Exercise prompt:
Looking at the data that follows, count the lines containing the word "metadata" and write down only that count.

:: Data for this task

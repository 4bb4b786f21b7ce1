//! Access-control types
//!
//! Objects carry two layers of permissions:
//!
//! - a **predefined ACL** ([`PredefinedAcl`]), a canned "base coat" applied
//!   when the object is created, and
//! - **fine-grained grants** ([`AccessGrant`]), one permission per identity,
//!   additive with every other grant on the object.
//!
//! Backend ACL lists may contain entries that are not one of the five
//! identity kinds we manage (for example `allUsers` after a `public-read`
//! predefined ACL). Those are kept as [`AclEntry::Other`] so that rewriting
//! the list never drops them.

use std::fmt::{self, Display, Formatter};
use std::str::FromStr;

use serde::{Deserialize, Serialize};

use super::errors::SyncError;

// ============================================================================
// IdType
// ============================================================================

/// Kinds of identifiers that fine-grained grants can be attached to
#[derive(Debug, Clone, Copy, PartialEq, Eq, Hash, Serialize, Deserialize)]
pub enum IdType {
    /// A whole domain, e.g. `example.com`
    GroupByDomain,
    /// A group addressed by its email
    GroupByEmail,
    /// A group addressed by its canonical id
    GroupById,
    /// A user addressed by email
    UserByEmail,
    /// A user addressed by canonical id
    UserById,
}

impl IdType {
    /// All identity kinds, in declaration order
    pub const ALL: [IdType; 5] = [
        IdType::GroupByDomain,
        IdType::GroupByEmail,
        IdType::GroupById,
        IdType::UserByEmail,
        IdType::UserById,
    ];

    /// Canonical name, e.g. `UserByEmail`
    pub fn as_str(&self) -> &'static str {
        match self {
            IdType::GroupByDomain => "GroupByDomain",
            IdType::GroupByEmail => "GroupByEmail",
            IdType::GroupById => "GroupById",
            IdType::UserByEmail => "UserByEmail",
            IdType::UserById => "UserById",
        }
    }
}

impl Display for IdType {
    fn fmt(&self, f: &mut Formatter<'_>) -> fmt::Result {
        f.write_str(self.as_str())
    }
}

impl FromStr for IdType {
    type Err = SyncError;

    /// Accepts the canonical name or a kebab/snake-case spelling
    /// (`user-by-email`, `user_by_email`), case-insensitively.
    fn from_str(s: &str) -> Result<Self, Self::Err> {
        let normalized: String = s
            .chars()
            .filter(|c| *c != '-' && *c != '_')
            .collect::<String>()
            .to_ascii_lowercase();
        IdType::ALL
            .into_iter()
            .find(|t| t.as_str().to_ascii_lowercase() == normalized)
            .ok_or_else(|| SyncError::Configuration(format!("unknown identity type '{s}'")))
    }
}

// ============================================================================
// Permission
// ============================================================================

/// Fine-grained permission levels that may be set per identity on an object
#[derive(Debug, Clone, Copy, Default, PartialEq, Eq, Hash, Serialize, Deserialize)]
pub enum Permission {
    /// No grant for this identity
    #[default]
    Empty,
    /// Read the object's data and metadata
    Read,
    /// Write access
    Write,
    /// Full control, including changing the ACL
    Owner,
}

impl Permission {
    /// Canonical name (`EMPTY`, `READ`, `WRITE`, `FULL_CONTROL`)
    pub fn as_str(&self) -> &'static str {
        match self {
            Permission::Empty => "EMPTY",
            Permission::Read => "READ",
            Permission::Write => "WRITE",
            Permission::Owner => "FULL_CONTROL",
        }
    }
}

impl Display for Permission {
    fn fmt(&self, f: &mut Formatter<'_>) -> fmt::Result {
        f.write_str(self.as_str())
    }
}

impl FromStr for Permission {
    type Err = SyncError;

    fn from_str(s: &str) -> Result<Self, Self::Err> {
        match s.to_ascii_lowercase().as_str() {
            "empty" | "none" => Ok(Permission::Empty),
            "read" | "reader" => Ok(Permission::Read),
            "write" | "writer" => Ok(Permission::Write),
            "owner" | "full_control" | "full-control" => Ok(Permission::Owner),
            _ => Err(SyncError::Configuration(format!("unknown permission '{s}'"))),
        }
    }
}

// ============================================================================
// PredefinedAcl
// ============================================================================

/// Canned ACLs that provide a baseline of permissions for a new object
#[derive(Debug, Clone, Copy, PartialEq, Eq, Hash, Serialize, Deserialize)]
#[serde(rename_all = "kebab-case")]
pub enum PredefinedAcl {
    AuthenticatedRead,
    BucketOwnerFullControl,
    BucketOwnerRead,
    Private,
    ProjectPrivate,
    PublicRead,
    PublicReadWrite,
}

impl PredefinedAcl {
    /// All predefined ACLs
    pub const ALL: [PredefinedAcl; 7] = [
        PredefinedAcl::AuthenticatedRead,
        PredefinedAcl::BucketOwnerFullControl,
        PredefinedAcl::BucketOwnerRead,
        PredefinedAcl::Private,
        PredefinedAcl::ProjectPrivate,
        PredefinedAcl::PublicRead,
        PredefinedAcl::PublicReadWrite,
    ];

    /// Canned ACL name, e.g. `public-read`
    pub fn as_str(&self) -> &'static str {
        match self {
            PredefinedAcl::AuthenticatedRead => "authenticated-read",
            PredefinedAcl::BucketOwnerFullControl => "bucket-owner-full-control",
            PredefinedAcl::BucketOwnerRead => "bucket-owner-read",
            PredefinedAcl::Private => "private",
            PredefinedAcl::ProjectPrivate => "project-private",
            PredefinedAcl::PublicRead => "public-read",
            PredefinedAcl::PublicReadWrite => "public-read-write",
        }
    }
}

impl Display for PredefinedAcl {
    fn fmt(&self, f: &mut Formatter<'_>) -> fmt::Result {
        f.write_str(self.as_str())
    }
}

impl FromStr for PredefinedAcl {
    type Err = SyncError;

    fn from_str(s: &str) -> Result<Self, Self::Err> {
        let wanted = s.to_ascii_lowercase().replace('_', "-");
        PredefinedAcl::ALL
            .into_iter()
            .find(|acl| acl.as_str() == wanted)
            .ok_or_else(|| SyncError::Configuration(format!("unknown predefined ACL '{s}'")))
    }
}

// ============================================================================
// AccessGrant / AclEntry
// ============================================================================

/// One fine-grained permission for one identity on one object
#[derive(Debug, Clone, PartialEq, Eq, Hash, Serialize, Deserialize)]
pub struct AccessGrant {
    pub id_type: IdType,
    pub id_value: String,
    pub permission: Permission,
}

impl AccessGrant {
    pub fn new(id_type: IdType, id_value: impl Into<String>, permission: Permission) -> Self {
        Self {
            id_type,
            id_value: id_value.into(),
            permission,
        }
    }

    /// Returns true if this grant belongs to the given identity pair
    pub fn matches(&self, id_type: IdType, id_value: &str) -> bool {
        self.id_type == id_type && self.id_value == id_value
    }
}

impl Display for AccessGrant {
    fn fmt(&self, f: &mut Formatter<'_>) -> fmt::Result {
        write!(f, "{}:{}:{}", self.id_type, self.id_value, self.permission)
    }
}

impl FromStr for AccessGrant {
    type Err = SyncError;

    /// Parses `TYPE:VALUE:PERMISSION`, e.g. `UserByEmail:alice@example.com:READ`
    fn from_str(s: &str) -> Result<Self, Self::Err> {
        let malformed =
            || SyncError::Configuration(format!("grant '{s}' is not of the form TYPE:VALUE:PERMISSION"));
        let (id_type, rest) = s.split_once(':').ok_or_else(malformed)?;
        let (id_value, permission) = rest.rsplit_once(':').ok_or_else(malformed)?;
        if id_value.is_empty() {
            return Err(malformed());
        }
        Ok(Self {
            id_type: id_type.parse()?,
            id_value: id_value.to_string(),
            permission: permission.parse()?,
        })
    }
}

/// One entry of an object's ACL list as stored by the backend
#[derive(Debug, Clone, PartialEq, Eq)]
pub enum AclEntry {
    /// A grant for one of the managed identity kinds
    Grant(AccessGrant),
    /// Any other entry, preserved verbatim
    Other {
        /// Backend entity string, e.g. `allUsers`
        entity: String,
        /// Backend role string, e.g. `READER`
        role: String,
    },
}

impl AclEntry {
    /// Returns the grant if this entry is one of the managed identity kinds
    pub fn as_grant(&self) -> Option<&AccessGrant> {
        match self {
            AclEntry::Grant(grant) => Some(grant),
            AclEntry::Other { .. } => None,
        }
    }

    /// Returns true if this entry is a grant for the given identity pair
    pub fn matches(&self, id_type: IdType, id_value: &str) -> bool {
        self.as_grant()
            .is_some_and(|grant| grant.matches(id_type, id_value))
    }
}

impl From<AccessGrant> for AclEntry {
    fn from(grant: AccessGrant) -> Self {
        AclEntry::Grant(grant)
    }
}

::::
:: Data for this task

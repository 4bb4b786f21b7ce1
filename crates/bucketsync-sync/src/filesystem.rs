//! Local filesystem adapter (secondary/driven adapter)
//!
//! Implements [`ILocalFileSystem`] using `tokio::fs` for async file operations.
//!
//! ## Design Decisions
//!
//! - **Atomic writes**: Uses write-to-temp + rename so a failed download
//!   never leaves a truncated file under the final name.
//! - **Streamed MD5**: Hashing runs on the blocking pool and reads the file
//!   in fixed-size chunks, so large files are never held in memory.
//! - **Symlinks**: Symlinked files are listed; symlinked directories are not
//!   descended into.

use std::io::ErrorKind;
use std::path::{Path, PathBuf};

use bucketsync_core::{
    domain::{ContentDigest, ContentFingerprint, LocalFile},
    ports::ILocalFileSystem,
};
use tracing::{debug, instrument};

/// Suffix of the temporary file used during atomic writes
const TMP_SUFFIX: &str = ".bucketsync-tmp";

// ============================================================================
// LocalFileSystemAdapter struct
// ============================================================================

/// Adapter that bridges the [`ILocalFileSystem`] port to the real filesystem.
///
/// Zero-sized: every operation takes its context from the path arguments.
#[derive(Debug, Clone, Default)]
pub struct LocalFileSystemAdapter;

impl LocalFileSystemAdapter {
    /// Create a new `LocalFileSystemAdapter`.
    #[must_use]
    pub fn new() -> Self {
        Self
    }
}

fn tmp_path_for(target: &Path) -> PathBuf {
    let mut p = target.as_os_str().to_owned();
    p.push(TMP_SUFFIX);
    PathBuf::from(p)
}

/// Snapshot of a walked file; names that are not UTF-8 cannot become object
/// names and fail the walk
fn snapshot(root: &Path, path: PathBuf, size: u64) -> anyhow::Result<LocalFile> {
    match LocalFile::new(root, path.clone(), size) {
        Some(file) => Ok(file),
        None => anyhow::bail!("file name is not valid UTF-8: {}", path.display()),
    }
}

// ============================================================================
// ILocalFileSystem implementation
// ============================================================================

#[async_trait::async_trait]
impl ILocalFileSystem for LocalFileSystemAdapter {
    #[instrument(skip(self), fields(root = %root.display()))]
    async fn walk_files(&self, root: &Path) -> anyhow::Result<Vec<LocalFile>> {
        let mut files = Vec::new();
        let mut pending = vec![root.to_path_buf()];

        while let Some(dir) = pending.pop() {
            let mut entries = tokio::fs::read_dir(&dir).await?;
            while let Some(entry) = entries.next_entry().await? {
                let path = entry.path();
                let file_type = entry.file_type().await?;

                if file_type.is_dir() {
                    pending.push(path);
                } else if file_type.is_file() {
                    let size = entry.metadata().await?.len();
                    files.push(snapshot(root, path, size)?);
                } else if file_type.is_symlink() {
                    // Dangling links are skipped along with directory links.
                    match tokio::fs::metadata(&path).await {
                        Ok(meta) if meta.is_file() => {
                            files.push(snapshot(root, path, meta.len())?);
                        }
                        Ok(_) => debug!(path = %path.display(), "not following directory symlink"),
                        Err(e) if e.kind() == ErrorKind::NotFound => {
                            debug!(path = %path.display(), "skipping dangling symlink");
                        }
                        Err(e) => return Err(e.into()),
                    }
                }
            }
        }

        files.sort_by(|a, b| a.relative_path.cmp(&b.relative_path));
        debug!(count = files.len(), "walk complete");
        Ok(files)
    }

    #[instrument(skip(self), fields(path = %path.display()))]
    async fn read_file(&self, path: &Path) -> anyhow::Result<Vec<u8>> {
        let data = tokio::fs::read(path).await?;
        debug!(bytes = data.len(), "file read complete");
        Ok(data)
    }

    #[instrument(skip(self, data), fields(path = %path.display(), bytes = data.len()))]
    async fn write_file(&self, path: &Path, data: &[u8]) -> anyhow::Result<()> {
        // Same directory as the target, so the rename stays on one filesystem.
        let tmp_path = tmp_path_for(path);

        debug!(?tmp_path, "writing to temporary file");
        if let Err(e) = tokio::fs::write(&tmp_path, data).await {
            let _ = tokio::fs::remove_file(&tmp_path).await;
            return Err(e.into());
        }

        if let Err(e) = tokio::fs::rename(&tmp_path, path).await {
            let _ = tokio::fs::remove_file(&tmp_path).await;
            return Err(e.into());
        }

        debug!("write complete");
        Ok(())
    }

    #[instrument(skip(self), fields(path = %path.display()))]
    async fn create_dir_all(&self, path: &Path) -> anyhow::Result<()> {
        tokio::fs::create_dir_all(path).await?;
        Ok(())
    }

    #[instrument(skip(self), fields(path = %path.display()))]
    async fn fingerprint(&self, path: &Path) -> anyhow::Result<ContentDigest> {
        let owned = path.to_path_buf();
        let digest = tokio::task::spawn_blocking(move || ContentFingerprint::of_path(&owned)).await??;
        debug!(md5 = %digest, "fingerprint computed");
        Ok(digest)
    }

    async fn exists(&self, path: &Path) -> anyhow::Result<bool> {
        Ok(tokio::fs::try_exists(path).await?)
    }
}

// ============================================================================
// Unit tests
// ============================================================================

::::
:: Data for this task

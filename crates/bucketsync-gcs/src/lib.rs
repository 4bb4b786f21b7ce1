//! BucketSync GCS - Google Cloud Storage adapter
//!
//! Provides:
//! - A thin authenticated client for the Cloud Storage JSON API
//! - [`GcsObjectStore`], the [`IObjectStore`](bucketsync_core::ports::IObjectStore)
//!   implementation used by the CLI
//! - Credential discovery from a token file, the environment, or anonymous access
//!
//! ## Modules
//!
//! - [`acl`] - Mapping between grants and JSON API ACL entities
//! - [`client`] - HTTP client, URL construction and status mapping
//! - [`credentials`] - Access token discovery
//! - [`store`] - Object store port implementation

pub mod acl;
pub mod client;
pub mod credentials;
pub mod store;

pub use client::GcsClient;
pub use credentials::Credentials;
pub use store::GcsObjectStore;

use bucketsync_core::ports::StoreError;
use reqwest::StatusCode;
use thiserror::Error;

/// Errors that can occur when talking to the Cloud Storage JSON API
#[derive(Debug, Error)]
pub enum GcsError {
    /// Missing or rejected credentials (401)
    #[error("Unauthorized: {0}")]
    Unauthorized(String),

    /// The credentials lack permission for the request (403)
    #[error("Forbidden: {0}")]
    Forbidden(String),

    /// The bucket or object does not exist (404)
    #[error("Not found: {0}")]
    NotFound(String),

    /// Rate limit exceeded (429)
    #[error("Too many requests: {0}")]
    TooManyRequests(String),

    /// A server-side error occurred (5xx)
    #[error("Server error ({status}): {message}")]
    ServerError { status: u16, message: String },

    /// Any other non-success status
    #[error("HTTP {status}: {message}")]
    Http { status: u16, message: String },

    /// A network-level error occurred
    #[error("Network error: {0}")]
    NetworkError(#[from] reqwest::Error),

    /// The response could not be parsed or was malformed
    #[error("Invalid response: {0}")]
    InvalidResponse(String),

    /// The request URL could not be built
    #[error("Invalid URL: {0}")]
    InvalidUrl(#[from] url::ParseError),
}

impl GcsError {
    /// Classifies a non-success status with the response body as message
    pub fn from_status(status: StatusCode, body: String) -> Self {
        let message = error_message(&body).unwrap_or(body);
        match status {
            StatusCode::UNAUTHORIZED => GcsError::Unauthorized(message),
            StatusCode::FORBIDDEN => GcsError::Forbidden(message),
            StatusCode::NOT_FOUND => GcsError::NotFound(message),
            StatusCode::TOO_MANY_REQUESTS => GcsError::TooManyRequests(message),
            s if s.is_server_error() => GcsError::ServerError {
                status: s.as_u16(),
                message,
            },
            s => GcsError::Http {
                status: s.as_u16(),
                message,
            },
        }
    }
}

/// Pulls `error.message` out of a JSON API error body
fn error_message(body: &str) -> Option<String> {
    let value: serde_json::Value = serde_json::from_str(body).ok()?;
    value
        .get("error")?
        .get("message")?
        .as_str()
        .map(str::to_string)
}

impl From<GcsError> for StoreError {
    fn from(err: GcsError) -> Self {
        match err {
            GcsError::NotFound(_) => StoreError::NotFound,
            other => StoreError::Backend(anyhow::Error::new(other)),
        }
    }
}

::::

Your solution:
3